→ **What to work on**: Whenever the word "None" turns up in a line of the data below, copy that line.

START Information supplied

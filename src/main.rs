// src/main.rs

use anyhow::{Context, Result};
use clap::{CommandFactory, Parser, Subcommand};
use pkgsack::db::{self, DepKind};
use pkgsack::index::record::PkgRef;
use pkgsack::packages::rpm::{CHECKSUM_TYPE, RpmPackage};
use pkgsack::version::{DepFlag, Evr};
use pkgsack::{Index, NevraQuery, SackConfig};
use std::io::Write;
use std::path::PathBuf;
use tracing::info;

#[derive(Parser)]
#[command(name = "pkgsack")]
#[command(author, version, about = "Query and check the installed package set", long_about = None)]
struct Cli {
    /// Installation root
    #[arg(short, long, global = true, default_value = "/")]
    root: PathBuf,

    /// Package database path, relative to the root
    #[arg(short, long, global = true)]
    db_path: Option<PathBuf>,

    /// Cache directory, relative to the root
    #[arg(long, global = true)]
    cachedir: Option<PathBuf>,

    /// Ignore and never write the on-disk caches
    #[arg(long, global = true)]
    no_cache: bool,

    /// Close the database after every operation
    #[arg(long, global = true)]
    auto_close: bool,

    #[command(subcommand)]
    command: Commands,
}

#[derive(Subcommand)]
enum Commands {
    /// Initialize the package database
    Init,
    /// Record RPM files as installed
    Import {
        /// Paths to the package files
        #[arg(required = true)]
        package_paths: Vec<PathBuf>,
        /// Repository the packages came from
        #[arg(long)]
        repo: Option<String>,
        /// Why the packages were installed
        #[arg(long, default_value = "user")]
        reason: String,
    },
    /// Remove installed packages matching a pattern
    Remove {
        /// Package name or pattern
        pattern: String,
    },
    /// List installed packages
    List {
        /// Shell-style patterns (all packages if omitted)
        patterns: Vec<String>,
        /// Match patterns case-insensitively
        #[arg(short, long)]
        ignore_case: bool,
    },
    /// Show details of installed packages
    Info {
        /// Package name or pattern
        pattern: String,
    },
    /// Show which packages provide a capability
    Provides {
        /// Capability name or file path
        name: String,
        /// Comparison operator (<, <=, =, >=, >)
        op: Option<String>,
        /// [epoch:]version[-release]
        evr: Option<String>,
    },
    /// Show which packages require a capability
    Whatrequires {
        /// Capability name
        name: String,
        /// Comparison operator (<, <=, =, >=, >)
        op: Option<String>,
        /// [epoch:]version[-release]
        evr: Option<String>,
    },
    /// Check installed packages for dependency problems and duplicates
    Check {
        /// Print problems as JSON
        #[arg(long)]
        json: bool,
        /// Package names to skip in the duplicate check
        #[arg(long)]
        ignore: Vec<String>,
    },
    /// Print the installed-set version digest
    Version {
        /// Also break it down by origin repository
        #[arg(long)]
        all: bool,
    },
    /// Read or write per-package attributes
    Attr {
        #[command(subcommand)]
        command: AttrCommands,
    },
    /// Generate shell completion scripts
    Completions {
        shell: clap_complete::Shell,
    },
}

#[derive(Subcommand)]
enum AttrCommands {
    /// Print one attribute
    Get { package: String, attr: String },
    /// Set one attribute
    Set {
        package: String,
        attr: String,
        value: String,
    },
    /// Delete one attribute
    Del { package: String, attr: String },
    /// List attribute names
    List { package: String },
}

impl Cli {
    fn config(&self) -> SackConfig {
        let mut config = SackConfig::with_root(&self.root);
        if let Some(db_path) = &self.db_path {
            config.dbpath = db_path.clone();
        }
        if let Some(cachedir) = &self.cachedir {
            config.cachedir = cachedir.clone();
        }
        config.cache_enabled = !self.no_cache;
        config.auto_close = self.auto_close;
        config
    }
}

fn dependency_query(op: Option<&str>, evr: Option<&str>) -> Result<(Option<DepFlag>, Option<Evr>)> {
    match (op, evr) {
        (Some(op), Some(evr)) => {
            let flag = op.parse::<DepFlag>().map_err(anyhow::Error::msg)?;
            Ok((Some(flag), Some(Evr::parse(evr))))
        }
        (None, None) => Ok((None, None)),
        _ => Err(anyhow::anyhow!("An operator needs a version and vice versa")),
    }
}

/// Resolve a pattern to exactly one installed package
fn single_package(index: &mut Index, pattern: &str) -> Result<PkgRef> {
    let patterns = [pattern];
    let mut pkgs = index.return_packages(Some(&patterns[..]), false)?;
    match pkgs.len() {
        0 => Err(anyhow::anyhow!("Package '{}' is not installed", pattern)),
        1 => Ok(pkgs.remove(0)),
        _ => {
            println!("Multiple packages match '{}':", pattern);
            for pkg in &pkgs {
                println!("  - {}", pkg);
            }
            Err(anyhow::anyhow!("Please specify the full name-version-release.arch"))
        }
    }
}

fn main() -> Result<()> {
    // Initialize tracing subscriber for logging
    tracing_subscriber::fmt()
        .with_env_filter(
            tracing_subscriber::EnvFilter::try_from_default_env()
                .unwrap_or_else(|_| tracing_subscriber::EnvFilter::new("info")),
        )
        .init();

    let cli = Cli::parse();
    let config = cli.config();

    match cli.command {
        Commands::Init => {
            let db_file = config.db_file();
            info!("Initializing package database at: {}", db_file.display());
            db::init(&db_file)?;
            println!("Database initialized successfully at: {}", db_file.display());
            Ok(())
        }
        Commands::Import {
            package_paths,
            repo,
            reason,
        } => {
            let conn = db::open(config.db_file())?;
            let mut imported = Vec::new();

            for path in &package_paths {
                let rpm = RpmPackage::parse(path)
                    .with_context(|| format!("Cannot import {}", path.display()))?;
                let checksum = rpm.checksum().to_string();
                let (mut header, details) = rpm.into_parts();

                let existing = db::Header::find_by_name(&conn, &header.name)?;
                if existing.iter().any(|h| h.pkgid == header.pkgid) {
                    return Err(anyhow::anyhow!(
                        "Package {}-{}-{}.{} is already installed",
                        header.name,
                        header.version,
                        header.release,
                        header.arch
                    ));
                }

                let id = db::install(&conn, &mut header, &details)?;
                info!("Recorded {} as header {}", path.display(), id);
                imported.push((header, checksum));
            }

            let mut index = Index::open(config);
            for (header, checksum) in &imported {
                let epoch = header.epoch.map(|e| e.to_string()).unwrap_or_default();
                let query = NevraQuery::name(&header.name)
                    .arch(&header.arch)
                    .evr(&epoch, &header.version, &header.release);
                for pkg in index.search(&query)? {
                    if pkg.pkgid != *checksum {
                        continue;
                    }
                    let key = pkg.attr_key();
                    let attrdb = index.attrdb();
                    attrdb.set(key, "checksum_type", CHECKSUM_TYPE)?;
                    attrdb.set(key, "checksum_data", checksum)?;
                    attrdb.set(key, "reason", &reason)?;
                    if let Some(repo) = &repo {
                        attrdb.set(key, "from_repo", repo)?;
                    }
                    println!("Imported package: {}", pkg);
                }
            }
            Ok(())
        }
        Commands::Remove { pattern } => {
            let mut index = Index::open(config.clone());
            let pkg = single_package(&mut index, &pattern)?;
            let conn = db::open(config.db_file())?;

            if !db::erase(&conn, pkg.handle)? {
                return Err(anyhow::anyhow!("Package '{}' vanished during removal", pkg));
            }
            index.attrdb().clean(pkg.attr_key())?;
            index.drop_cached_data();

            println!("Removed package: {}", pkg);
            Ok(())
        }
        Commands::List {
            patterns,
            ignore_case,
        } => {
            let mut index = Index::open(config);
            let pkgs = if patterns.is_empty() {
                index.all_packages()?
            } else {
                index.return_packages(Some(&patterns[..]), ignore_case)?
            };

            if pkgs.is_empty() {
                println!("No packages found.");
            } else {
                for pkg in &pkgs {
                    println!("{}", pkg);
                }
                println!("\nTotal: {} package(s)", pkgs.len());
            }
            Ok(())
        }
        Commands::Info { pattern } => {
            let mut index = Index::open(config);
            let pkg = single_package(&mut index, &pattern)?;
            let details = index.details(&pkg)?;

            println!("Package: {}", pkg);
            println!("  Package id: {}", pkg.pkgid);
            if let Some(url) = &pkg.url {
                println!("  URL: {}", url);
            }
            if let Some(sourcerpm) = &pkg.sourcerpm {
                println!("  Source RPM: {}", sourcerpm);
            }
            for kind in DepKind::ALL {
                let entries = details.prco(kind);
                if entries.is_empty() {
                    continue;
                }
                println!("  {}:", kind.as_str());
                for entry in entries {
                    println!("    {}", entry);
                }
            }
            println!("  Files: {}", details.files.len());

            let key = pkg.attr_key();
            for attr in index.attrdb().enumerate(key)? {
                if let Some(value) = index.attrdb().get_text(key, &attr)? {
                    println!("  @{}: {}", attr, value.trim_end());
                }
            }
            Ok(())
        }
        Commands::Provides { name, op, evr } => {
            let (flag, evr) = dependency_query(op.as_deref(), evr.as_deref())?;
            let mut index = Index::open(config);
            let matches = index.deps().get_provides(&name, flag, evr.as_ref())?;

            if matches.is_empty() {
                println!("No package provides {}", name);
            }
            for (pkg, hits) in matches.iter() {
                let hits: Vec<String> = hits.iter().map(|h| h.to_string()).collect();
                println!("{}: {}", pkg, hits.join(", "));
            }
            Ok(())
        }
        Commands::Whatrequires { name, op, evr } => {
            let (flag, evr) = dependency_query(op.as_deref(), evr.as_deref())?;
            let mut index = Index::open(config);
            let pkgs = index.deps().what_requires(&name, flag, evr.as_ref())?;

            if pkgs.is_empty() {
                println!("No package requires {}", name);
            }
            for pkg in &pkgs {
                println!("{}", pkg);
            }
            Ok(())
        }
        Commands::Check { json, ignore } => {
            let mut index = Index::open(config);
            let mut problems = index.deps().check_dependencies(None)?;
            problems.extend(index.deps().check_duplicates(&ignore[..])?);

            if json {
                println!("{}", serde_json::to_string_pretty(&problems)?);
            } else if problems.is_empty() {
                println!("No problems found.");
            } else {
                for problem in &problems {
                    println!("{}", problem);
                }
            }

            if problems.is_empty() {
                Ok(())
            } else {
                Err(anyhow::anyhow!("{} problem(s) found", problems.len()))
            }
        }
        Commands::Version { all } => {
            let mut index = Index::open(config);
            let version = index.simple_version(!all)?;
            println!("{}", version.main);

            for (origin, digest) in &version.origins {
                println!("  {}: {}", origin, digest.all.fingerprint());
                for (revision, digest) in &digest.revisions {
                    println!("    {}: {}", revision, digest.fingerprint());
                }
            }
            Ok(())
        }
        Commands::Attr { command } => {
            let mut index = Index::open(config);
            match command {
                AttrCommands::Get { package, attr } => {
                    let pkg = single_package(&mut index, &package)?;
                    match index.attrdb().get(pkg.attr_key(), &attr)? {
                        Some(value) => std::io::stdout().write_all(&value)?,
                        None => return Err(anyhow::anyhow!("{} has no attribute {}", pkg, attr)),
                    }
                }
                AttrCommands::Set {
                    package,
                    attr,
                    value,
                } => {
                    let pkg = single_package(&mut index, &package)?;
                    index.attrdb().set(pkg.attr_key(), &attr, &value)?;
                }
                AttrCommands::Del { package, attr } => {
                    let pkg = single_package(&mut index, &package)?;
                    index.attrdb().delete(pkg.attr_key(), &attr)?;
                }
                AttrCommands::List { package } => {
                    let pkg = single_package(&mut index, &package)?;
                    for attr in index.attrdb().enumerate(pkg.attr_key())? {
                        println!("{}", attr);
                    }
                }
            }
            Ok(())
        }
        Commands::Completions { shell } => {
            clap_complete::generate(shell, &mut Cli::command(), "pkgsack", &mut std::io::stdout());
            Ok(())
        }
    }
}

END Information supplied

→ **Result**:
#[command(author, version, about = "Query and check the installed package set", long_about = None)]
        (None, None) => Ok((None, None)),
            let mut problems = index.deps().check_dependencies(None)?;
                        None => return Err(anyhow::anyhow!("{} has no attribute {}", pkg, attr)),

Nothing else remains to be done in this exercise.